TASK OBJECTIVE ::
Write out all of the entries exactly as given.

EXERCISE MATERIAL ::
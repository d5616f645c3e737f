//! Child side of out-of-process compilation.
//!
//! Invoked as `kcache-helper <target_arch>`. Reads kernel source from stdin
//! until EOF, compiles it and writes the code object to stdout. On failure
//! the diagnostic text goes to stdout instead and the exit code is non-zero;
//! the parent reads stdout either way.

use std::io::{self, Read, Write};
use std::path::Path;

use kcache::compile::{CommandBackend, CompileBackend};
use kcache::ConfigError;

/// Environment variable naming the compiler TOML file.
pub const CONFIG_ENV: &str = "KCACHE_HELPER_CONFIG";

/// Process outcome of one helper run.
#[derive(Debug, Clone, Copy, PartialEq, Eq)]
pub enum HelperStatus {
    /// Code object written to stdout
    Success,
    /// Diagnostic written to stdout
    CompileFailed,
    /// Bad invocation
    Usage,
}

impl HelperStatus {
    pub fn code(self) -> u8 {
        match self {
            HelperStatus::Success => 0,
            HelperStatus::CompileFailed => 1,
            HelperStatus::Usage => 2,
        }
    }
}

/// Load the compiler command from a TOML file with `program` and `args`.
pub fn load_backend(path: &Path) -> Result<CommandBackend, ConfigError> {
    let content = std::fs::read_to_string(path).map_err(|e| ConfigError::Io {
        path: path.to_path_buf(),
        source: e,
    })?;
    toml_backend(path, &content)
}

fn toml_backend(path: &Path, content: &str) -> Result<CommandBackend, ConfigError> {
    toml::from_str(content).map_err(|e| ConfigError::Parse {
        path: path.to_path_buf(),
        source: e,
    })
}

/// Compile everything read from `input` for `target_arch`, writing the result
/// or a diagnostic to `output`.
pub fn serve<B, R, W>(backend: &B, target_arch: &str, input: &mut R, output: &mut W) -> HelperStatus
where
    B: CompileBackend + ?Sized,
    R: Read,
    W: Write,
{
    let mut source = String::new();
    if let Err(e) = input.read_to_string(&mut source) {
        return fail(output, &format!("failed to read kernel source: {}", e));
    }

    match backend.compile(&source, target_arch) {
        Ok(code) if !code.is_empty() => {
            if let Err(e) = output.write_all(&code).and_then(|_| output.flush()) {
                tracing::error!("failed to write code object: {}", e);
                return HelperStatus::CompileFailed;
            }
            HelperStatus::Success
        }
        Ok(_) => fail(output, "compiler produced no output"),
        Err(e) => fail(output, &e.to_string()),
    }
}

/// Run with the process's stdin and stdout.
pub fn run<B: CompileBackend + ?Sized>(backend: &B, target_arch: &str) -> HelperStatus {
    serve(
        backend,
        target_arch,
        &mut io::stdin().lock(),
        &mut io::stdout().lock(),
    )
}

/// Report a failure on stdout and return the matching status.
pub fn fail<W: Write>(output: &mut W, message: &str) -> HelperStatus {
    tracing::debug!("helper failure: {}", message);
    let _ = output.write_all(message.as_bytes());
    let _ = output.flush();
    HelperStatus::CompileFailed
}
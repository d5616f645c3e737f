//! kcache-helper entrypoint
//!
//! Usage: kcache-helper <target_arch>
//!
//! Reads kernel source from stdin and writes the compiled code object to
//! stdout. The compiler command comes from the TOML file named by
//! `KCACHE_HELPER_CONFIG`.

use std::path::PathBuf;
use std::process::ExitCode;

use kcache_helper::{fail, load_backend, run, HelperStatus, CONFIG_ENV};

fn main() -> ExitCode {
    kcache::logging::init("warn");

    let args: Vec<String> = std::env::args().collect();
    if args.len() != 2 || args[1].is_empty() || args[1].starts_with('-') {
        eprintln!("Usage: kcache-helper <target_arch>");
        eprintln!();
        eprintln!("Compiles kernel source read from stdin and writes the code object to stdout.");
        return ExitCode::from(HelperStatus::Usage.code());
    }
    let target_arch = &args[1];

    let Some(config_path) = std::env::var_os(CONFIG_ENV).map(PathBuf::from) else {
        let message = format!("{} is not set; no compiler configured", CONFIG_ENV);
        return ExitCode::from(fail(&mut std::io::stdout().lock(), &message).code());
    };

    let backend = match load_backend(&config_path) {
        Ok(backend) => backend,
        Err(e) => return ExitCode::from(fail(&mut std::io::stdout().lock(), &e.to_string()).code()),
    };

    ExitCode::from(run(&backend, target_arch).code())
}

TASK ANSWER ::
repository d5616f645c3e737f
//! Child side of out-of-process compilation.
//!
//! Invoked as `kcache-helper <target_arch>`. Reads kernel source from stdin
//! until EOF, compiles it and writes the code object to stdout. On failure
//! the diagnostic text goes to stdout instead and the exit code is non-zero;
//! the parent reads stdout either way.

use std::io::{self, Read, Write};
use std::path::Path;

use kcache::compile::{CommandBackend, CompileBackend};
use kcache::ConfigError;

/// Environment variable naming the compiler TOML file.
pub const CONFIG_ENV: &str = "KCACHE_HELPER_CONFIG";

/// Process outcome of one helper run.
#[derive(Debug, Clone, Copy, PartialEq, Eq)]
pub enum HelperStatus {
    /// Code object written to stdout
    Success,
    /// Diagnostic written to stdout
    CompileFailed,
    /// Bad invocation
    Usage,
}

impl HelperStatus {
    pub fn code(self) -> u8 {
        match self {
            HelperStatus::Success => 0,
            HelperStatus::CompileFailed => 1,
            HelperStatus::Usage => 2,
        }
    }
}

/// Load the compiler command from a TOML file with `program` and `args`.
pub fn load_backend(path: &Path) -> Result<CommandBackend, ConfigError> {
    let content = std::fs::read_to_string(path).map_err(|e| ConfigError::Io {
        path: path.to_path_buf(),
        source: e,
    })?;
    toml_backend(path, &content)
}

fn toml_backend(path: &Path, content: &str) -> Result<CommandBackend, ConfigError> {
    toml::from_str(content).map_err(|e| ConfigError::Parse {
        path: path.to_path_buf(),
        source: e,
    })
}

/// Compile everything read from `input` for `target_arch`, writing the result
/// or a diagnostic to `output`.
pub fn serve<B, R, W>(backend: &B, target_arch: &str, input: &mut R, output: &mut W) -> HelperStatus
where
    B: CompileBackend + ?Sized,
    R: Read,
    W: Write,
{
    let mut source = String::new();
    if let Err(e) = input.read_to_string(&mut source) {
        return fail(output, &format!("failed to read kernel source: {}", e));
    }

    match backend.compile(&source, target_arch) {
        Ok(code) if !code.is_empty() => {
            if let Err(e) = output.write_all(&code).and_then(|_| output.flush()) {
                tracing::error!("failed to write code object: {}", e);
                return HelperStatus::CompileFailed;
            }
            HelperStatus::Success
        }
        Ok(_) => fail(output, "compiler produced no output"),
        Err(e) => fail(output, &e.to_string()),
    }
}

/// Run with the process's stdin and stdout.
pub fn run<B: CompileBackend + ?Sized>(backend: &B, target_arch: &str) -> HelperStatus {
    serve(
        backend,
        target_arch,
        &mut io::stdin().lock(),
        &mut io::stdout().lock(),
    )
}

/// Report a failure on stdout and return the matching status.
pub fn fail<W: Write>(output: &mut W, message: &str) -> HelperStatus {
    tracing::debug!("helper failure: {}", message);
    let _ = output.write_all(message.as_bytes());
    let _ = output.flush();
    HelperStatus::CompileFailed
}
repository d5616f645c3e737f
//! kcache-helper entrypoint
//!
//! Usage: kcache-helper <target_arch>
//!
//! Reads kernel source from stdin and writes the compiled code object to
//! stdout. The compiler command comes from the TOML file named by
//! `KCACHE_HELPER_CONFIG`.

use std::path::PathBuf;
use std::process::ExitCode;

use kcache_helper::{fail, load_backend, run, HelperStatus, CONFIG_ENV};

fn main() -> ExitCode {
    kcache::logging::init("warn");

    let args: Vec<String> = std::env::args().collect();
    if args.len() != 2 || args[1].is_empty() || args[1].starts_with('-') {
        eprintln!("Usage: kcache-helper <target_arch>");
        eprintln!();
        eprintln!("Compiles kernel source read from stdin and writes the code object to stdout.");
        return ExitCode::from(HelperStatus::Usage.code());
    }
    let target_arch = &args[1];

    let Some(config_path) = std::env::var_os(CONFIG_ENV).map(PathBuf::from) else {
        let message = format!("{} is not set; no compiler configured", CONFIG_ENV);
        return ExitCode::from(fail(&mut std::io::stdout().lock(), &message).code());
    };

    let backend = match load_backend(&config_path) {
        Ok(backend) => backend,
        Err(e) => return ExitCode::from(fail(&mut std::io::stdout().lock(), &e.to_string()).code()),
    };

    ExitCode::from(run(&backend, target_arch).code())
}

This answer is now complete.